Can words alone define a relationship? Maybe not, but author David Levithan pushes the boundaries of the language of love in his new book, The Lover's Dictionary. From A to Z, Levithan (who by day serves as an editor at Scholastic and has written several best-selling young adult novels, including Nick and Norah's Infinite Playlist) defines the good, bad and ugly moments of a relationship — and explains that the book began as part of a Valentine's Day tradition.
Ever since he was a teenager, Levithan has been writing a Valentine's Day story for a group of family and friends. A few years ago, with the deadline looming, he found himself out of ideas. Then he noticed a book sitting on his desk called Words You Need to Know.
"I looked at it and I thought, oh, this could be interesting" he says. "Could I tell the story of a relationship by just randomly picking words in alphabetical order from this book and then writing entries as if were a dictionary?"
Levithan says the story and the characters revealed themselves entirely through the words he picked as he turned the pages of the book — and he chose them all in alphabetical order. Like all love stories, this one has its romantic moments, but it doesn't take long to realize that the two lovers Levithan describes also have some major problems.
"I didn't know what those problems necessarily were until I started writing," Levithan says. "They came up pretty quickly. There's a drinking problem, there's an infidelity issue. And those actually all started to rear their head in 'A,' and that became the crux of the conflict throughout the book."
There are a lot of people on Valentine's Day who don't really want the construction-paper heart version of love.
One moment, this couple is falling in love, settling in and moving in together — and the next, they are hurt, angry and mistrustful of each other. Their story tumbles out in a torrent of words; nothing about it unfolds in a linear way. Levithan says that was quite deliberate.

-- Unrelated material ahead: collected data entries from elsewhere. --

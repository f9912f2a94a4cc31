//! # asset-curator
//!
//! An incremental asset dependency and transform-state engine for editor tooling.
//!
//! ## Overview
//!
//! asset-curator indexes every file below a project's data directories, recognizes asset sources
//! through pluggable type handlers and keeps, for each asset, an up-to-date answer to one
//! question: *does the transformed output still match its inputs?* It does so without rebuilding
//! anything itself. Handlers report what an asset depends on; the curator hashes the transitive
//! closure of those inputs and compares the result with the hash the handler recorded when it last
//! produced the output.
//!
//! ### Key Features
//!
//! - **Incremental invalidation**: inverse dependency tables map every referenced file to the
//!   assets that use it, so a changed texture only touches the meshes that declare it
//! - **Dependencies vs. references**: transform-time inputs feed the asset hash, runtime
//!   references only the thumbnail hash
//! - **Stale-result protection**: per-asset generation counters drop results computed against an
//!   index state that changed in the meantime
//! - **Background updates**: a small worker pool drains stale assets, open assets first
//! - **Persistent scan cache**: unchanged files are not re-read on the next start
//! - **Asset lookup tables**: per data directory and platform profile, for the runtime loader
//!
//! ## Architecture
//!
//! - **[`index`]**: the authoritative store (`AssetIndex`): file entries, asset records in an
//!   arena, sub-asset views and the inverse tables
//! - **[`hashing`]**: transitive hull walk and asset/thumbnail hash folding
//! - **[`curator`]**: the `Curator` context, scanner, state machine and processing front-end
//! - **[`scheduler`]**: background update workers
//! - **[`handler`]**: the `AssetTypeHandler` contract and its registry
//! - **[`cache`]** and **[`asset_table`]**: persisted artifacts
//! - **[`event`]**: change notifications
//!
//! ## Quick Start
//!
//! ```rust,no_run
//! use asset_curator::{
//!     config::CuratorConfig, curator::Curator, handler::HandlerRegistry,
//!     properties::TransformState,
//! };
//! use std::time::Duration;
//!
//! let config = CuratorConfig::new(&["/project/Assets"]).with_worker_count(2);
//! let curator = Curator::new(config, HandlerRegistry::create())?;
//! curator.initialize()?;
//!
//! // Background workers compute states (and transform, with `auto_transform`).
//! curator.wait_for_updates(Duration::from_secs(30));
//!
//! let stats = curator.get_asset_transform_stats();
//! println!("{} assets up to date", stats[&TransformState::UpToDate]);
//! # Ok::<(), asset_curator::CuratorError>(())
//! ```
//!
//! ## Writing a Handler
//!
//! ```rust
//! use asset_curator::{
//!     handler::{AssetContext, AssetHeader, AssetTypeHandler, TransformOutput, TransformRequest},
//!     properties::AssetId,
//!     CuratorError,
//! };
//! use std::path::Path;
//!
//! struct TextureHandler;
//!
//! impl AssetTypeHandler for TextureHandler {
//!     fn type_name(&self) -> &str {
//!         "Texture"
//!     }
//!
//!     fn extensions(&self) -> Vec<String> {
//!         vec!["png".to_string()]
//!     }
//!
//!     fn parse_header(&self, _path: &Path, rel: &str) -> Result<AssetHeader, CuratorError> {
//!         Ok(AssetHeader::new(AssetId::from_relative_path(rel), "Texture"))
//!     }
//!
//!     fn recorded_output_hash(&self, _ctx: &AssetContext<'_>) -> Option<u64> {
//!         None
//!     }
//!
//!     fn transform(&self, _request: &TransformRequest<'_>) -> Result<TransformOutput, CuratorError> {
//!         Ok(TransformOutput::default())
//!     }
//! }
//! ```
//!
//! ## Features
//!
//! - **default**: index, hashing, state machine, scheduler, caches
//! - **service**: debounced directory watching (`notify`)

pub mod asset_table;
pub mod cache;
pub mod config;
pub mod curator;
pub mod error;
pub mod event;
pub mod graph;
pub mod handler;
pub mod hash;
pub mod hashing;
pub mod index;
pub mod paths;
pub mod properties;
pub mod scheduler;
#[cfg(test)]
mod tests;
#[cfg(feature = "service")]
pub mod watch;

pub use error::*;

"I did want to just keep shifting the recollections and shifting the pieces of the relationship that the narrator is writing down, because I feel that's how remembering a relationship works," he says. "When you think about a relationship, you think about a good thing and then a bad thing. You have something that really annoys you, but then you remember a really sweet and tender moment, and that's the complicated nature, I think, of all relationships."
Some of the definitions in the book are as short as one word. Celibacy is defined in two letters: N/A. Other words evoke little stories that take the reader deeper into the relationship. At one point the narrator seems to lose faith in words, to doubt whether they really can convey the truth of what has happened, and is still happening, between these two people.

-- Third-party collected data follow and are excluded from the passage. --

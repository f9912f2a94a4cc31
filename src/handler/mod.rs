//! # Asset Type Handlers
//!
//! The curator never knows what a specific asset type means. Everything type specific, from
//! reading the declared dependencies out of a source file to producing the runtime output, goes
//! through the [`AssetTypeHandler`] trait. Handlers are registered per file extension in a
//! [`HandlerRegistry`]; the registry is consulted once when a file is classified and the resolved
//! handler is stored on the asset record.
//!
//! The crate ships one built-in handler, [`ManifestHandler`], for TOML asset descriptors
//! (`*.asset`). It records transform and thumbnail hashes in small JSON files below the data
//! directory's `AssetCache/` folder, which makes the whole pipeline usable without any external
//! conversion code.

use parking_lot::RwLock;
use serde::{Deserialize, Serialize};
use std::{
    collections::BTreeSet,
    fmt,
    path::{Path, PathBuf},
    sync::Arc,
};

use crate::{
    config::PlatformProfile,
    error::CuratorError,
    paths::extension_of,
    properties::{AssetId, AssetTypeFlags, LogEntry, TransformFlags},
};

pub mod manifest;

pub use manifest::ManifestHandler;

/// A named unit produced from an asset source besides the main asset.
#[derive(Debug, Clone, PartialEq, Eq, Serialize, Deserialize)]
pub struct SubAssetDescriptor {
    pub id: AssetId,
    pub name: String,
    pub type_name: String,
}

/// Everything the curator needs to know about an asset source, as reported by its handler.
#[derive(Debug, Clone, PartialEq, Eq, Serialize, Deserialize)]
pub struct AssetHeader {
    pub id: AssetId,
    pub type_name: String,
    /// Transform-time inputs: asset identifiers or data-directory-relative paths.
    pub dependencies: BTreeSet<String>,
    /// Runtime references: asset identifiers or data-directory-relative paths.
    pub references: BTreeSet<String>,
    pub settings_hash: u64,
    #[serde(default)]
    pub sub_assets: Vec<SubAssetDescriptor>,
    /// The source still has to be imported before it can be transformed.
    #[serde(default)]
    pub needs_import: bool,
}

impl AssetHeader {
    pub fn new<S: Into<String>>(id: AssetId, type_name: S) -> Self {
        AssetHeader {
            id,
            type_name: type_name.into(),
            dependencies: BTreeSet::new(),
            references: BTreeSet::new(),
            settings_hash: 0,
            sub_assets: Vec::new(),
            needs_import: false,
        }
    }
}

/// Location of one asset as seen by a handler.
#[derive(Debug, Clone, Copy)]
pub struct AssetContext<'a> {
    pub id: AssetId,
    pub source: &'a Path,
    pub data_dir: &'a Path,
    /// Data-directory-relative source path with forward slashes.
    pub relative_path: &'a str,
    pub profile: &'a PlatformProfile,
}

#[derive(Debug, Clone, Copy)]
pub struct TransformRequest<'a> {
    pub context: AssetContext<'a>,
    pub header: &'a AssetHeader,
    pub asset_hash: u64,
    pub thumb_hash: u64,
    pub flags: TransformFlags,
}

#[derive(Debug, Clone, Default, PartialEq, Eq)]
pub struct TransformOutput {
    pub outputs: Vec<PathBuf>,
    pub log: Vec<LogEntry>,
}

#[derive(Debug, Clone, Default, PartialEq, Eq)]
pub struct ThumbnailData {
    pub path: PathBuf,
    pub log: Vec<LogEntry>,
}

pub trait AssetTypeHandler: Send + Sync {
    fn type_name(&self) -> &str;

    /// Lowercase file extensions (without dot) owned by this handler.
    fn extensions(&self) -> Vec<String>;

    fn flags(&self) -> AssetTypeFlags {
        AssetTypeFlags::empty()
    }

    /// Reads the declared identity, dependencies and settings hash of a source file.
    fn parse_header(&self, path: &Path, relative_path: &str) -> Result<AssetHeader, CuratorError>;

    /// Asset hash stored with the last transform output for `ctx`, `None` if never transformed.
    fn recorded_output_hash(&self, ctx: &AssetContext<'_>) -> Option<u64>;

    /// Thumbnail hash stored with the last generated thumbnail, `None` if there is none.
    fn recorded_thumbnail_hash(&self, _ctx: &AssetContext<'_>) -> Option<u64> {
        None
    }

    /// Data-directory-relative path of the transform output, as listed in the asset lookup
    /// table.
    fn output_path(&self, relative_path: &str, profile: &PlatformProfile) -> String {
        format!(
            "{}/{}/{}",
            crate::paths::ASSET_CACHE_DIR,
            profile.name,
            relative_path
        )
    }

    fn transform(&self, request: &TransformRequest<'_>) -> Result<TransformOutput, CuratorError>;

    fn generate_thumbnail(
        &self,
        request: &TransformRequest<'_>,
    ) -> Result<ThumbnailData, CuratorError> {
        Err(CuratorError::Handler(format!(
            "{} assets do not support thumbnails ({:?})",
            self.type_name(),
            request.context.source
        )))
    }
}

impl fmt::Debug for dyn AssetTypeHandler {
    fn fmt(&self, f: &mut fmt::Formatter<'_>) -> fmt::Result {
        write!(f, "AssetTypeHandler({})", self.type_name())
    }
}

/// Maps file extensions to handlers.
// Cloning shares the underlying registrations.
#[allow(clippy::type_complexity)]
pub struct HandlerRegistry(Arc<RwLock<Vec<(String, Arc<dyn AssetTypeHandler>)>>>);

impl Clone for HandlerRegistry {
    fn clone(&self) -> Self {
        HandlerRegistry(self.0.clone())
    }
}

impl Default for HandlerRegistry {
    fn default() -> Self {
        HandlerRegistry::empty()
    }
}

impl fmt::Debug for HandlerRegistry {
    fn fmt(&self, f: &mut fmt::Formatter<'_>) -> fmt::Result {
        f.debug_list().entries(self.extensions()).finish()
    }
}

impl HandlerRegistry {
    /// Registry with the built-in handlers.
    pub fn create() -> Self {
        let registry = HandlerRegistry::empty();
        registry.register(Arc::new(ManifestHandler::default()));
        registry
    }

    pub fn empty() -> Self {
        HandlerRegistry(Arc::new(RwLock::new(Vec::new())))
    }

    /// Registers `handler` for all of its extensions, replacing previous owners of an extension.
    pub fn register(&self, handler: Arc<dyn AssetTypeHandler>) {
        let mut writer = self.0.write();
        for extension in handler.extensions() {
            let extension = extension.trim_start_matches('.').to_lowercase();
            tracing::debug!(
                "[HandlerRegistry] .{} -> {}",
                extension,
                handler.type_name()
            );
            if let Some(entry) = writer.iter_mut().find(|(ext, _)| ext == &extension) {
                entry.1 = handler.clone();
            } else {
                writer.push((extension, handler.clone()));
            }
        }
    }

    pub fn get(&self, ext: &str) -> Option<Arc<dyn AssetTypeHandler>> {
        let ext = ext.to_lowercase();
        self.0
            .read()
            .iter()
            .find(|(handler_ext, _)| handler_ext == &ext)
            .map(|(_, handler)| handler.clone())
    }

    pub fn handler_for_path(&self, path: &Path) -> Option<Arc<dyn AssetTypeHandler>> {
        extension_of(path).and_then(|ext| self.get(&ext))
    }

    pub fn handler_for_type(&self, type_name: &str) -> Option<Arc<dyn AssetTypeHandler>> {
        self.0
            .read()
            .iter()
            .find(|(_, handler)| handler.type_name() == type_name)
            .map(|(_, handler)| handler.clone())
    }

    pub fn extensions(&self) -> Vec<String> {
        self.0.read().iter().map(|(ext, _)| ext.clone()).collect()
    }

    pub fn is_asset_extension(&self, ext: &str) -> bool {
        self.get(ext).is_some()
    }
}

#[cfg(test)]
mod tests {
    use super::*;

    struct Dummy(&'static str);

    impl AssetTypeHandler for Dummy {
        fn type_name(&self) -> &str {
            self.0
        }

        fn extensions(&self) -> Vec<String> {
            vec![".TEX".to_string(), "dds".to_string()]
        }

        fn parse_header(&self, _path: &Path, rel: &str) -> Result<AssetHeader, CuratorError> {
            Ok(AssetHeader::new(AssetId::from_relative_path(rel), self.0))
        }

        fn recorded_output_hash(&self, _ctx: &AssetContext<'_>) -> Option<u64> {
            None
        }

        fn transform(&self, _req: &TransformRequest<'_>) -> Result<TransformOutput, CuratorError> {
            Ok(TransformOutput::default())
        }
    }

    #[test]
    fn registry_resolves_extensions_case_insensitively() {
        let registry = HandlerRegistry::create();
        registry.register(Arc::new(Dummy("Texture")));
        assert!(registry.is_asset_extension("asset"));
        assert_eq!(
            registry
                .handler_for_path(Path::new("/data/rock.Tex"))
                .map(|h| h.type_name().to_string()),
            Some("Texture".to_string())
        );
        assert!(registry.handler_for_type("Texture").is_some());
        assert!(registry.get("png").is_none());
    }

    #[test]
    fn later_registration_wins() {
        let registry = HandlerRegistry::empty();
        registry.register(Arc::new(Dummy("Old")));
        registry.register(Arc::new(Dummy("New")));
        assert_eq!(registry.get("dds").unwrap().type_name(), "New");
        assert_eq!(registry.extensions().len(), 2);
    }
}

Levithan, however, says he never lost his own faith in the power of language as he wrote the book. Words may fail at times, but without them, he says, love would falter.
"This is a glimpse of a relationship. It cannot be the entirety of a relationship between pages," he says. "You can't do that. I think the question is whether the narrator is correct here, saying no matter how many words there are, there will never be enough. I think absolutely there will never be enough to represent life. But certainly there can be enough to actually navigate life and get through life and find happiness and love."
The Lover's Dictionary, Levithan says, is not so much a love story as it is a story about love, in all its messy complicated reality.
"It is funny to see it on Valentine's Day tables," he says. "It almost feels subversive that way, but at the same time I think the reaction I have gotten so far is a real love for the book because it does reflect what people go through accurately. There are a lot of people on Valentine's Day who don't really want the construction-paper heart version of love to share with the lover, boyfriend, husband, girlfriend, wife or whomever. They actually want to share something real with them."